Saved data entries |
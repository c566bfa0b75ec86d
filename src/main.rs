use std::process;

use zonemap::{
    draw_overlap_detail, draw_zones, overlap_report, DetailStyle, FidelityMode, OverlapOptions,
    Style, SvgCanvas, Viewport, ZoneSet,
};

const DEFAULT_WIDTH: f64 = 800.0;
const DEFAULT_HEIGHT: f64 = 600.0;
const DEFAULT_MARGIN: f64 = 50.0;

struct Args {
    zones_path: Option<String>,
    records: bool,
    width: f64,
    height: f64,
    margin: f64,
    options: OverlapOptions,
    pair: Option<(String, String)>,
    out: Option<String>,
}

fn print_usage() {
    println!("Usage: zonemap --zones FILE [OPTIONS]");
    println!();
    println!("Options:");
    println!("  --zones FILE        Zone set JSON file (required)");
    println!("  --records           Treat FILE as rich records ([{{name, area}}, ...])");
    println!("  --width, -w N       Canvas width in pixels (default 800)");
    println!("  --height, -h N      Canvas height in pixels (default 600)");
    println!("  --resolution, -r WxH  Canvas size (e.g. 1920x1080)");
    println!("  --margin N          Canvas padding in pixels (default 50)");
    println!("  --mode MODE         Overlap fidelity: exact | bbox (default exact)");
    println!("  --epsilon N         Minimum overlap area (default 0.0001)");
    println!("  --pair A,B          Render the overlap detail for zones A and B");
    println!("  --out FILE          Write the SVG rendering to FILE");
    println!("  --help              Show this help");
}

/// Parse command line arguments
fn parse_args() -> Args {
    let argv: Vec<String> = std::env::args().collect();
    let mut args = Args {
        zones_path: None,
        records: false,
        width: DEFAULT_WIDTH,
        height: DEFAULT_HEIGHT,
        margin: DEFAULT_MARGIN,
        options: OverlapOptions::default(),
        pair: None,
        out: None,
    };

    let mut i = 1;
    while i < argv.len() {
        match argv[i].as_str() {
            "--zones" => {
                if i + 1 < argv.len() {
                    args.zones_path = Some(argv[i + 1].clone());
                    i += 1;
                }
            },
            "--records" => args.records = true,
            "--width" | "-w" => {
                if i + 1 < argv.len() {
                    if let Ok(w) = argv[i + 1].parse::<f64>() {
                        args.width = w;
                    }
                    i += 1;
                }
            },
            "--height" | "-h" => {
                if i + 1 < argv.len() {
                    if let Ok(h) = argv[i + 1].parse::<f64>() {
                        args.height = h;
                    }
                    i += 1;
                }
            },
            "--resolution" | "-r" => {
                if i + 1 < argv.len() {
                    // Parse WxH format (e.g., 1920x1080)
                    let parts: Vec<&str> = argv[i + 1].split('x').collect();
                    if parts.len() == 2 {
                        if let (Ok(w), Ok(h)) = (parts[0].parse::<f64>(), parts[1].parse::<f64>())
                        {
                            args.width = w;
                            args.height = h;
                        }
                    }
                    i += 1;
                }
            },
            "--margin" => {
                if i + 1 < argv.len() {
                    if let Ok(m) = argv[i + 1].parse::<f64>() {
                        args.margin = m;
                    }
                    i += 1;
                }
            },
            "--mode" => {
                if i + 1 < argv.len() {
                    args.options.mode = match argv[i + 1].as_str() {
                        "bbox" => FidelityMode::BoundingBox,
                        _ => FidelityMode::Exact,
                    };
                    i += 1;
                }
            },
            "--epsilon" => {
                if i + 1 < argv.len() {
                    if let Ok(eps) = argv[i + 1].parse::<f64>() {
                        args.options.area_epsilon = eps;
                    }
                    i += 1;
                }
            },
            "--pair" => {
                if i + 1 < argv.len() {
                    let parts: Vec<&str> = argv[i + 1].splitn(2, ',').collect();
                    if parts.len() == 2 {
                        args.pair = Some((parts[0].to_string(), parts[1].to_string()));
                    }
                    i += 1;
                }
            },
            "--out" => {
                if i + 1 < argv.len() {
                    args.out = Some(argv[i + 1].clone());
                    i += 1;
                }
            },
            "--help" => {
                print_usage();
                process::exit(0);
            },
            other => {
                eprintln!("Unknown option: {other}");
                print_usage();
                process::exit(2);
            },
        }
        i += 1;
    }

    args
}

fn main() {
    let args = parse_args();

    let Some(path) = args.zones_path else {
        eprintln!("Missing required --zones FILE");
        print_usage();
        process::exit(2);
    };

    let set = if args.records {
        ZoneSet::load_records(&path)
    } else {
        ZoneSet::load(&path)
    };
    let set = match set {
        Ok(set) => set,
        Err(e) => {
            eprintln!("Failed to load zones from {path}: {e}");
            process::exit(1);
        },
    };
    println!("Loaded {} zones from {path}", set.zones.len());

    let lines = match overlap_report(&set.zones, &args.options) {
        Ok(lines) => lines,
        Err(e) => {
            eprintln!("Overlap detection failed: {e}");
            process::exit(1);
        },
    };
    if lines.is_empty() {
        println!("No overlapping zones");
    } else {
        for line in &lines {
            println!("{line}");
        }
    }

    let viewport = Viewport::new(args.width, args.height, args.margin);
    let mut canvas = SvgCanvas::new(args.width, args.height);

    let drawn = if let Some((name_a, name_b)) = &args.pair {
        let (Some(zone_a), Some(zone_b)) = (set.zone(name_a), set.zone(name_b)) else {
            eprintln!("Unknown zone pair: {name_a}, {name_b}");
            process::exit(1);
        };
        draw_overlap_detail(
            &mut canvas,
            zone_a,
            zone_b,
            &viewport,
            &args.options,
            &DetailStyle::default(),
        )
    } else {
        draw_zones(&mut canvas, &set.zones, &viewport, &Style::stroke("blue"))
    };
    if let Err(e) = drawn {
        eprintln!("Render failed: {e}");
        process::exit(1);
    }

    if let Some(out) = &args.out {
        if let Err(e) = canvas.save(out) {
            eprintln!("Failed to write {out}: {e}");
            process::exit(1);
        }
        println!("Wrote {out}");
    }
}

What you need to do |
The lines to return begin at the first line of the records and end at the line holding "Canvas padding in"; please return them exactly, including both, and nothing beyond.

Finished exercise |
repository c566bfa0b75ec86d
filename src/main.rs
use std::process;

use zonemap::{
    draw_overlap_detail, draw_zones, overlap_report, DetailStyle, FidelityMode, OverlapOptions,
    Style, SvgCanvas, Viewport, ZoneSet,
};

const DEFAULT_WIDTH: f64 = 800.0;
const DEFAULT_HEIGHT: f64 = 600.0;
const DEFAULT_MARGIN: f64 = 50.0;

struct Args {
    zones_path: Option<String>,
    records: bool,
    width: f64,
    height: f64,
    margin: f64,
    options: OverlapOptions,
    pair: Option<(String, String)>,
    out: Option<String>,
}

fn print_usage() {
    println!("Usage: zonemap --zones FILE [OPTIONS]");
    println!();
    println!("Options:");
    println!("  --zones FILE        Zone set JSON file (required)");
    println!("  --records           Treat FILE as rich records ([{{name, area}}, ...])");
    println!("  --width, -w N       Canvas width in pixels (default 800)");
    println!("  --height, -h N      Canvas height in pixels (default 600)");
    println!("  --resolution, -r WxH  Canvas size (e.g. 1920x1080)");
    println!("  --margin N          Canvas padding in pixels (default 50)");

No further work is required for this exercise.